The holiday season is a busy time for SGC families. It's a busy time of year anyway, and when you throw in multiple concerts and extra rehearsals it can quickly get overwhelming. No matter how busy you are, I would like to encourage you to come hear one of the two Carmina Angelorum concerts put on by Prime Voci and Cantamus (December 6 in Magnolia, December 14 in West Seattle).
A small fraction of what theses choirs have learned will be sung when we have our annual all-choir concert at Town Hall Seattle. But the Carmina Angelorum concerts are different. Special. The kind of event you can build a holiday tradition around, and that will inspire your love of music.
These concerts got their start out of a conversation I had with harpist Juliet Stratton, a longtime collaborator with SGC. We were working on a few pieces from Benjamin Britten's A Ceremony of Carols, and I remarked to her about how extraordinarily beautiful the girls sounded with the harp, and asked if she knew of any other works for harp and treble voices. She had just recently played a new piece by a composer named James Bingham that was modeled after the Britten... A year later we gave the first Carmina Angelorum concert featuring the Britten, Bingham's Procession & Carols, and John Rutter's Dancing Day (from which comes the perennial favorite "Personent hodie"). That initial offering was so successful we recorded it a few months later in the breathtaking acoustics of Holy Rosary Church in West Seattle.

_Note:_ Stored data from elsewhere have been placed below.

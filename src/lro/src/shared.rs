// Copyright 2025 Google LLC
//
// Licensed under the Apache License, Version 2.0 (the "License");
// you may not use this file except in compliance with the License.
// You may obtain a copy of the License at
//
//     https://www.apache.org/licenses/LICENSE-2.0
//
// Unless required by applicable law or agreed to in writing, software
// distributed under the License is distributed on an "AS IS" BASIS,
// WITHOUT WARRANTIES OR CONDITIONS OF ANY KIND, either express or implied.
// See the License for the specific language governing permissions and
// limitations under the License.

use crate::handle::{OperationHandle, OperationState, cancel_operation};
use crate::model::Operation;
use crate::stub::dynamic;
use gax::Result;
use gax::options::RequestOptions;
use std::sync::{Arc, OnceLock};
use tokio::sync::{Mutex, watch};

/// A long-running operation that can be awaited from multiple tasks.
///
/// Clones share a single polling loop. At most one `GetOperation` request is
/// in flight at any time, and every caller of
/// [until_done][SharedOperation::until_done] observes the same outcome. The
/// first outcome is final: if a poll fails, all waiters receive that error.
/// Use [OperationHandle::wait] directly to resume polling after errors.
///
/// Readers of [snapshot][SharedOperation::snapshot] see the last snapshot
/// received by the polling loop, without waiting for it.
///
/// # Example
/// ```
/// # use vision_lro::{OperationHandle, SharedOperation};
/// # async fn sample(handle: OperationHandle<wkt::Empty, wkt::Empty>) -> gax::Result<()> {
/// let shared = handle.into_shared();
/// let waiter = {
///     let shared = shared.clone();
///     tokio::spawn(async move { shared.until_done().await })
/// };
/// let response = shared.until_done().await?;
/// let _ = waiter.await;
/// # Ok(()) }
/// ```
pub struct SharedOperation<R, M> {
    inner: Arc<Inner<R, M>>,
}

struct Inner<R, M> {
    name: String,
    handle: Mutex<OperationHandle<R, M>>,
    outcome: OnceLock<Result<R>>,
    snapshots: watch::Receiver<Operation>,
    stub: Arc<dyn dynamic::Operations>,
    options: RequestOptions,
}

impl<R, M> SharedOperation<R, M> {
    /// Wraps `handle` so it can be shared.
    pub fn new(mut handle: OperationHandle<R, M>) -> Self {
        let (sender, snapshots) = watch::channel(handle.snapshot().clone());
        handle.set_publisher(sender);
        let inner = Inner {
            name: handle.name().to_string(),
            stub: handle.stub(),
            options: handle.options().clone(),
            snapshots,
            outcome: OnceLock::new(),
            handle: Mutex::new(handle),
        };
        Self {
            inner: Arc::new(inner),
        }
    }

    /// The name of the operation.
    pub fn name(&self) -> &str {
        &self.inner.name
    }

    /// The last snapshot received by the polling loop.
    pub fn snapshot(&self) -> Operation {
        self.inner.snapshots.borrow().clone()
    }

    /// The state of the last snapshot received by the polling loop.
    pub fn state(&self) -> OperationState {
        OperationState::from(&*self.inner.snapshots.borrow())
    }

    /// Returns a receiver notified each time the polling loop receives a new
    /// snapshot.
    pub fn subscribe(&self) -> watch::Receiver<Operation> {
        self.inner.snapshots.clone()
    }

    /// Requests the cancellation of the operation.
    ///
    /// This does not wait for the polling loop. Waiters observe the
    /// cancellation once the service reports the operation as complete.
    pub async fn cancel(&self) -> Result<()> {
        cancel_operation(
            self.inner.stub.as_ref(),
            &self.inner.name,
            self.inner.options.clone(),
        )
        .await
    }

    /// Waits until the operation completes, sharing the polling loop with
    /// any other waiters.
    ///
    /// Dropping the returned future releases the polling loop. If no other
    /// waiter picks it up, polling stops. The operation in the service is
    /// not affected.
    pub async fn until_done(&self) -> Result<R>
    where
        R: Clone,
    {
        if let Some(outcome) = self.inner.outcome.get() {
            return outcome.clone();
        }
        let mut handle = self.inner.handle.lock().await;
        if let Some(outcome) = self.inner.outcome.get() {
            return outcome.clone();
        }
        let outcome = handle.wait().await;
        self.inner.outcome.get_or_init(|| outcome).clone()
    }
}

impl<R, M> Clone for SharedOperation<R, M> {
    fn clone(&self) -> Self {
        Self {
            inner: self.inner.clone(),
        }
    }
}

impl<R, M> std::fmt::Debug for SharedOperation<R, M> {
    fn fmt(&self, f: &mut std::fmt::Formatter<'_>) -> std::fmt::Result {
        f.debug_struct("SharedOperation")
            .field("name", &self.inner.name)
            .field("snapshot", &*self.inner.snapshots.borrow())
            .field("completed", &self.inner.outcome.get().is_some())
            .finish()
    }
}

#[cfg(test)]
mod tests {
    use super::*;
    use crate::handle::tests::{MockOperations, new_handle, pending, success};
    use gax::error::Error;
    use gax::error::rpc::{Code, Status};
    use std::sync::atomic::{AtomicU32, Ordering};
    use std::time::Duration;
    type TestResult = anyhow::Result<()>;

    #[tokio::test(start_paused = true)]
    async fn concurrent_waiters_share_polls() -> TestResult {
        let mut seq = mockall::Sequence::new();
        let mut mock = MockOperations::new();
        for percent in [25, 50] {
            mock.expect_get_operation()
                .once()
                .in_sequence(&mut seq)
                .returning(move |_, _| Ok(pending(percent)));
        }
        mock.expect_get_operation()
            .once()
            .in_sequence(&mut seq)
            .returning(|_, _| Ok(success("r-1")));

        let shared = new_handle(pending(0), mock).into_shared();
        let other = shared.clone();
        let (a, b) = tokio::join!(shared.until_done(), other.until_done());
        assert_eq!(a?.name, "r-1");
        assert_eq!(b?.name, "r-1");
        assert_eq!(shared.state(), OperationState::Succeeded);
        // Completed operations return the cached outcome.
        assert_eq!(shared.until_done().await?.name, "r-1");
        Ok(())
    }

    #[tokio::test(start_paused = true)]
    async fn waiters_spawned_on_runtime() -> TestResult {
        let mut mock = MockOperations::new();
        mock.expect_get_operation()
            .once()
            .returning(|_, _| Ok(success("r-1")));
        let shared = new_handle(pending(0), mock).into_shared();
        let tasks = (0..4)
            .map(|_| {
                let shared = shared.clone();
                tokio::spawn(async move { shared.until_done().await })
            })
            .collect::<Vec<_>>();
        for t in tasks {
            let got = t.await??;
            assert_eq!(got.name, "r-1");
        }
        Ok(())
    }

    #[tokio::test(start_paused = true)]
    async fn first_error_is_shared() -> TestResult {
        let mut mock = MockOperations::new();
        mock.expect_get_operation().once().returning(|_, _| {
            Err(Error::service(
                Status::default().set_code(Code::Unavailable),
            ))
        });
        let shared = new_handle(pending(0), mock).into_shared();
        let other = shared.clone();
        let (a, b) = tokio::join!(shared.until_done(), other.until_done());
        let a = a.unwrap_err();
        let b = b.unwrap_err();
        assert_eq!(a.status().map(|s| s.code), Some(Code::Unavailable));
        assert_eq!(b.status().map(|s| s.code), Some(Code::Unavailable));
        Ok(())
    }

    #[tokio::test(start_paused = true)]
    async fn snapshots() -> TestResult {
        let mut mock = MockOperations::new();
        mock.expect_get_operation()
            .once()
            .returning(|_, _| Ok(success("r-1")));
        let shared = new_handle(pending(0), mock).into_shared();
        assert_eq!(shared.name(), "op-1");
        assert_eq!(shared.snapshot(), pending(0));
        assert_eq!(shared.state(), OperationState::Pending);
        let mut rx = shared.subscribe();

        let reader = tokio::spawn(async move {
            rx.changed().await?;
            let done = rx.borrow_and_update().done;
            Ok::<bool, tokio::sync::watch::error::RecvError>(done)
        });
        shared.until_done().await?;
        assert!(reader.await??);
        assert_eq!(shared.snapshot(), success("r-1"));
        Ok(())
    }

    #[tokio::test(start_paused = true)]
    async fn cancel() -> TestResult {
        let mut mock = MockOperations::new();
        mock.expect_cancel_operation()
            .once()
            .withf(|r, _| r.name == "op-1")
            .returning(|_, _| Ok(()));
        let shared = new_handle(pending(0), mock).into_shared();
        shared.cancel().await?;
        assert_eq!(shared.state(), OperationState::Pending);
        Ok(())
    }

    #[tokio::test(start_paused = true)]
    async fn dropped_waiter_stops_polling() -> TestResult {
        let count = Arc::new(AtomicU32::new(0));
        let counter = count.clone();
        let mut mock = MockOperations::new();
        mock.expect_get_operation().returning(move |_, _| {
            counter.fetch_add(1, Ordering::SeqCst);
            Ok(pending(10))
        });
        let shared = new_handle(pending(0), mock).into_shared();
        let waited = tokio::time::timeout(Duration::from_millis(5500), shared.until_done()).await;
        assert!(waited.is_err(), "{waited:?}");
        let polls = count.load(Ordering::SeqCst);
        assert_eq!(polls, 5);

        tokio::time::sleep(Duration::from_secs(60)).await;
        assert_eq!(count.load(Ordering::SeqCst), polls);
        Ok(())
    }

    #[test]
    fn debug() {
        let mock = MockOperations::new();
        let shared = new_handle(pending(0), mock).into_shared();
        let got = format!("{shared:?}");
        assert!(got.contains("op-1"), "{got}");
    }
}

This year we are returning to our roots by presenting the Bingham again for the first time since we recorded it. This challenging work consists, like Britten's, of Medieval Christmas texts set to rich, complex, challenging yet still accessible and beautiful harmonies.
The Carmina Angelorum concerts are one of the things I am most proud of in my life, musically. Please, come experience this wonderful event for yourself... You will not regret it!